I danni della politica performativa
Quando usiamo le nostre posizioni politiche per dare spettacolo, la gente si fa male.
Se c’è una cosa che i social media hanno cambiato più di ogni altra, è il nostro rapporto con la politica e i politici. C’è stato un tempo in cui era considerato maleducato parlare di politica se si era a cena con degli sconosciuti, pensate!
L’idea era che non potevamo mai essere certi di cosa pensasse qualcun altro su certi temi, e non volevamo creare tensioni o mettere nessuno a disagio.
Oggi, faccio fatica ad andare a cena con qualcuno senza sapere esattamente cosa pensa, politicamente parlando. Conosco nei minimi dettagli le posizioni della maggior parte delle persone che frequento (non solo gli amici stretti, ma conoscenti, vicini, amici di conoscenti…). E devo ammettere con vergogna che, se so che qualcuno la pensa diversamente da me su qualcosa che considero importante, certe volte mi viene da parlare proprio di quell’argomento. Capita anche a voi?
Mi sono resa conto che, in qualche modo, ho imparato a considerare l’evitare un conflitto politico quasi come una forma di debolezza morale: mi sono convinta che affrontare conflitti non necessari con semi-sconosciuti faccia di me una cittadina migliore, e questo vale per le persone che incontro dal vivo, ma anche e soprattutto per quelle con le quali mi capita di interagire online.

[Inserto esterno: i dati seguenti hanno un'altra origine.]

use async_graphql::ErrorExtensions;
use thiserror::Error;

#[derive(Error, Debug)]
pub enum CampusError {
    #[error("Validation error: {0}")]
    Validation(String),

    #[error("Missing required field: {0}")]
    MissingField(&'static str),

    #[error("{entity} with id \"{id}\" not found")]
    NotFound { entity: &'static str, id: String },

    #[error("Store unavailable: {0}")]
    StoreUnavailable(String),

    #[error("Configuration error: {0}")]
    Config(String),

    #[error("IO error: {0}")]
    Io(#[from] std::io::Error),

    #[error("YAML error: {0}")]
    Yaml(#[from] serde_yaml::Error),

    #[error("JSON error: {0}")]
    Json(#[from] serde_json::Error),

    #[error("Project not initialized. Run 'campus init' first.")]
    NotInitialized,

    #[error("Project already initialized at {0}")]
    AlreadyInitialized(String),
}

impl CampusError {
    pub fn student_not_found(id: impl Into<String>) -> Self {
        Self::NotFound {
            entity: "Student",
            id: id.into(),
        }
    }

    pub fn course_not_found(id: impl Into<String>) -> Self {
        Self::NotFound {
            entity: "Course",
            id: id.into(),
        }
    }

    /// Machine-readable code reported in GraphQL error extensions.
    pub fn code(&self) -> &'static str {
        match self {
            Self::Validation(_) => "VALIDATION",
            Self::MissingField(_) => "MISSING_FIELD",
            Self::NotFound { .. } => "NOT_FOUND",
            Self::StoreUnavailable(_) => "STORE_UNAVAILABLE",
            _ => "INTERNAL",
        }
    }
}

impl ErrorExtensions for CampusError {
    fn extend(&self) -> async_graphql::Error {
        async_graphql::Error::new(self.to_string()).extend_with(|_, e| e.set("code", self.code()))
    }
}

pub type Result<T> = std::result::Result<T, CampusError>;
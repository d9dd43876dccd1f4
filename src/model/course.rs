use chrono::{DateTime, Utc};
use serde::{Deserialize, Serialize};

use super::types::FieldUpdate;
use crate::error::Result;
use crate::validation;

#[derive(Debug, Clone, PartialEq, Serialize, Deserialize)]
pub struct Course {
    pub id: String,
    pub title: String,
    pub code: String,
    pub credits: i32,
    pub instructor: String,

    #[serde(default)]
    pub created_at: DateTime<Utc>,

    #[serde(default)]
    pub updated_at: DateTime<Utc>,
}

impl Course {
    pub fn new(id: String, input: NewCourse) -> Self {
        let now = Utc::now();
        Self {
            id,
            title: input.title,
            code: input.code,
            credits: input.credits,
            instructor: input.instructor,
            created_at: now,
            updated_at: now,
        }
    }

    pub fn apply(&mut self, patch: CoursePatch) -> Result<()> {
        patch.title.apply_required("title", &mut self.title)?;
        patch.code.apply_required("code", &mut self.code)?;
        patch.credits.apply_required("credits", &mut self.credits)?;
        patch
            .instructor
            .apply_required("instructor", &mut self.instructor)?;
        self.touch();
        Ok(())
    }

    pub fn touch(&mut self) {
        self.updated_at = Utc::now();
    }
}

/// Attributes of a course about to be inserted.
#[derive(Debug, Clone, PartialEq, Serialize, Deserialize)]
pub struct NewCourse {
    pub title: String,
    pub code: String,
    pub credits: i32,
    pub instructor: String,
}

impl NewCourse {
    pub fn validate(&self) -> Result<()> {
        validation::validate_required("title", &self.title)?;
        validation::validate_required("code", &self.code)?;
        validation::validate_required("instructor", &self.instructor)?;
        validation::validate_non_negative("credits", self.credits)
    }
}

#[derive(Debug, Clone, Default, PartialEq)]
pub struct CoursePatch {
    pub title: FieldUpdate<String>,
    pub code: FieldUpdate<String>,
    pub credits: FieldUpdate<i32>,
    pub instructor: FieldUpdate<String>,
}

impl CoursePatch {
    pub fn validate(&self) -> Result<()> {
        self.title.require("title")?;
        self.code.require("code")?;
        self.credits.require("credits")?;
        self.instructor.require("instructor")?;

        if let Some(title) = self.title.as_set() {
            validation::validate_required("title", title)?;
        }
        if let Some(code) = self.code.as_set() {
            validation::validate_required("code", code)?;
        }
        if let Some(instructor) = self.instructor.as_set() {
            validation::validate_required("instructor", instructor)?;
        }
        if let Some(credits) = self.credits.as_set() {
            validation::validate_non_negative("credits", *credits)?;
        }
        Ok(())
    }
}

#[cfg(test)]
mod tests {
    use super::*;
    use crate::error::CampusError;

    fn databases() -> NewCourse {
        NewCourse {
            title: "Database Systems".to_string(),
            code: "CS301".to_string(),
            credits: 4,
            instructor: "Dr. Sarah".to_string(),
        }
    }

    #[test]
    fn test_new_course_validation() {
        assert!(databases().validate().is_ok());

        let mut missing_code = databases();
        missing_code.code = String::new();
        assert!(matches!(
            missing_code.validate(),
            Err(CampusError::MissingField("code"))
        ));
    }

    #[test]
    fn test_apply_only_touches_set_fields() {
        let mut course = Course::new("1".to_string(), databases());
        let before = course.updated_at;
        course
            .apply(CoursePatch {
                credits: FieldUpdate::Set(3),
                ..Default::default()
            })
            .unwrap();

        assert_eq!(course.credits, 3);
        assert_eq!(course.title, "Database Systems");
        assert_eq!(course.instructor, "Dr. Sarah");
        assert!(course.updated_at >= before);
    }

    #[test]
    fn test_patch_rejects_clearing_instructor() {
        let patch = CoursePatch {
            instructor: FieldUpdate::Clear,
            ..Default::default()
        };
        assert!(matches!(
            patch.validate(),
            Err(CampusError::MissingField("instructor"))
        ));
    }
}
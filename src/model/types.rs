use serde::{Deserialize, Serialize};

use super::course::Course;
use crate::error::{CampusError, Result};

/// A student's reference to a course.
///
/// Stored documents hold bare IDs; seed fixtures and joined reads may carry the
/// whole course instead.
#[derive(Debug, Clone, PartialEq, Serialize, Deserialize)]
#[serde(untagged, from = "RawCourseRef")]
pub enum CourseRef {
    Reference(String),
    Expanded(Course),
}

impl CourseRef {
    pub fn id(&self) -> &str {
        match self {
            CourseRef::Reference(id) => id,
            CourseRef::Expanded(course) => &course.id,
        }
    }

    pub fn is_expanded(&self) -> bool {
        matches!(self, CourseRef::Expanded(_))
    }

    /// Drop any embedded course, keeping only its ID.
    pub fn into_reference(self) -> Self {
        match self {
            CourseRef::Expanded(course) => CourseRef::Reference(course.id),
            reference => reference,
        }
    }
}

impl From<String> for CourseRef {
    fn from(id: String) -> Self {
        CourseRef::Reference(id)
    }
}

impl From<&str> for CourseRef {
    fn from(id: &str) -> Self {
        CourseRef::Reference(id.to_string())
    }
}

impl From<Course> for CourseRef {
    fn from(course: Course) -> Self {
        CourseRef::Expanded(course)
    }
}

/// Accepted input shapes: `"id"`, a full course object, or `{ id: "..." }`.
#[derive(Deserialize)]
#[serde(untagged)]
enum RawCourseRef {
    Id(String),
    Expanded(Course),
    IdOnly { id: String },
}

impl From<RawCourseRef> for CourseRef {
    fn from(raw: RawCourseRef) -> Self {
        match raw {
            RawCourseRef::Id(id) | RawCourseRef::IdOnly { id } => CourseRef::Reference(id),
            RawCourseRef::Expanded(course) => CourseRef::Expanded(course),
        }
    }
}

/// What a partial update does to one field.
///
/// `Keep` is the field being absent from the request, `Clear` an explicit null.
#[derive(Debug, Clone, PartialEq, Eq, Default)]
pub enum FieldUpdate<T> {
    #[default]
    Keep,
    Clear,
    Set(T),
}

impl<T> FieldUpdate<T> {
    pub fn as_set(&self) -> Option<&T> {
        match self {
            FieldUpdate::Set(value) => Some(value),
            _ => None,
        }
    }

    /// Rejects `Clear` for a field that must always hold a value.
    pub fn require(&self, field: &'static str) -> Result<()> {
        match self {
            FieldUpdate::Clear => Err(CampusError::MissingField(field)),
            _ => Ok(()),
        }
    }

    pub fn apply_required(self, field: &'static str, target: &mut T) -> Result<()> {
        match self {
            FieldUpdate::Keep => Ok(()),
            FieldUpdate::Clear => Err(CampusError::MissingField(field)),
            FieldUpdate::Set(value) => {
                *target = value;
                Ok(())
            }
        }
    }

    pub fn apply_optional(self, target: &mut Option<T>) {
        match self {
            FieldUpdate::Keep => {}
            FieldUpdate::Clear => *target = None,
            FieldUpdate::Set(value) => *target = Some(value),
        }
    }
}

#[cfg(test)]
mod tests {
    use super::*;

    #[test]
    fn test_course_ref_deserializes_bare_id() {
        let r: CourseRef = serde_json::from_str("\"42\"").unwrap();
        assert_eq!(r, CourseRef::Reference("42".to_string()));
    }

    #[test]
    fn test_course_ref_deserializes_id_only_object_as_reference() {
        let r: CourseRef = serde_json::from_str(r#"{ "id": "7" }"#).unwrap();
        assert_eq!(r, CourseRef::Reference("7".to_string()));
    }

    #[test]
    fn test_course_ref_deserializes_embedded_course() {
        let r: CourseRef = serde_json::from_str(
            r#"{ "id": "1", "title": "Data Structures", "code": "CS201", "credits": 3, "instructor": "Dr. Mohamed" }"#,
        )
        .unwrap();
        assert!(r.is_expanded());
        assert_eq!(r.id(), "1");
        assert_eq!(r.into_reference(), CourseRef::Reference("1".to_string()));
    }

    #[test]
    fn test_course_ref_serializes_reference_as_string() {
        let json = serde_json::to_string(&CourseRef::from("3")).unwrap();
        assert_eq!(json, "\"3\"");
    }

    #[test]
    fn test_field_update_optional() {
        let mut major = Some("Physics".to_string());
        FieldUpdate::Keep.apply_optional(&mut major);
        assert_eq!(major.as_deref(), Some("Physics"));
        FieldUpdate::Set("Math".to_string()).apply_optional(&mut major);
        assert_eq!(major.as_deref(), Some("Math"));
        FieldUpdate::Clear.apply_optional(&mut major);
        assert_eq!(major, None);
    }

    #[test]
    fn test_field_update_required_rejects_clear() {
        let mut name = "A".to_string();
        let err = FieldUpdate::<String>::Clear
            .apply_required("name", &mut name)
            .unwrap_err();
        assert!(matches!(err, CampusError::MissingField("name")));
        assert_eq!(name, "A");
    }
}
//! Command-line interface: argument definitions and command handlers.

mod commands;
pub mod handlers;

pub use commands::{Cli, Commands};
//! GraphQL schema, resolvers and HTTP server.
//!
//! ## Usage
//!
//! ```bash
//! # Start the GraphQL server
//! campus serve --port 5000 --demo
//!
//! # Execute a query from CLI
//! campus query '{ getAllStudents { name courses { title } } }'
//!
//! # Execute a mutation from CLI
//! campus mutate 'addCourse(title: "Compilers", code: "CS401", credits: 3, instructor: "Dr. Sarah") { id }'
//! ```
//!
//! ## Schema
//!
//! - **Queries**: `getAllStudents`, `getStudent`, `getAllCourses`, `getCourse`,
//!   `searchStudentsByMajor`
//! - **Mutations**: `addStudent`, `updateStudent`, `deleteStudent`, `addCourse`,
//!   `updateCourse`, `deleteCourse`, `enrollStudent`, `unenrollStudent`
//!
//! Failed operations carry an `extensions.code` of `VALIDATION`, `MISSING_FIELD`,
//! `NOT_FOUND`, `STORE_UNAVAILABLE` or `INTERNAL`.

mod schema;
mod server;
mod types;

pub use schema::{CampusSchema, MutationRoot, QueryRoot, build_schema};
pub use server::{GRAPHQL_PATH, create_router, run_server};
pub use types::{Course, Student};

Il problema è che mi sono resa conto che questo atteggiamento mi spinge a frequentare quasi unicamente gente che la pensa come me, e che questo è un problema per la democrazia.
Con la diffusione dei social media, abbiamo iniziato a considerare i nostri feed come un certificato di integrità morale. Ogni giorno allestiamo con attenzione una vetrina di opinioni non richieste, nel tentativo di segnalare la nostra virtù da un lato e sentirci parte di qualcosa dall’altro.
Siamo stati noi, i cittadini, ad avviare questo processo: i politici ci hanno solo seguito. Nel tentativo di sembrare aggiornati e connessi con il presente, hanno iniziato a investire cifre enormi per ampliare la loro presenza online, finendo per alimentare un circo i cui limiti sono evidenti a tutti, ma che non riusciamo a lasciarci alle spalle.
Il fatto è che quando la politica (la nostra e quella degli altri) diventa una performance, le priorità si ribaltano. Non ci chiediamo più: "Quello che sto facendo sta producendo dei risultati?" ma: "Come mi fa apparire quello che sto facendo?"
Nelle questioni di genere, questa dinamica ha raggiunto dei livelli di parossismo. La stragrande maggioranza di chi commenta sulla questione della parità di genere e del superamento della violenza, sembra essere più preoccupat* di segnalare “da che parte sta” che non di spostare in avanti il dibattito.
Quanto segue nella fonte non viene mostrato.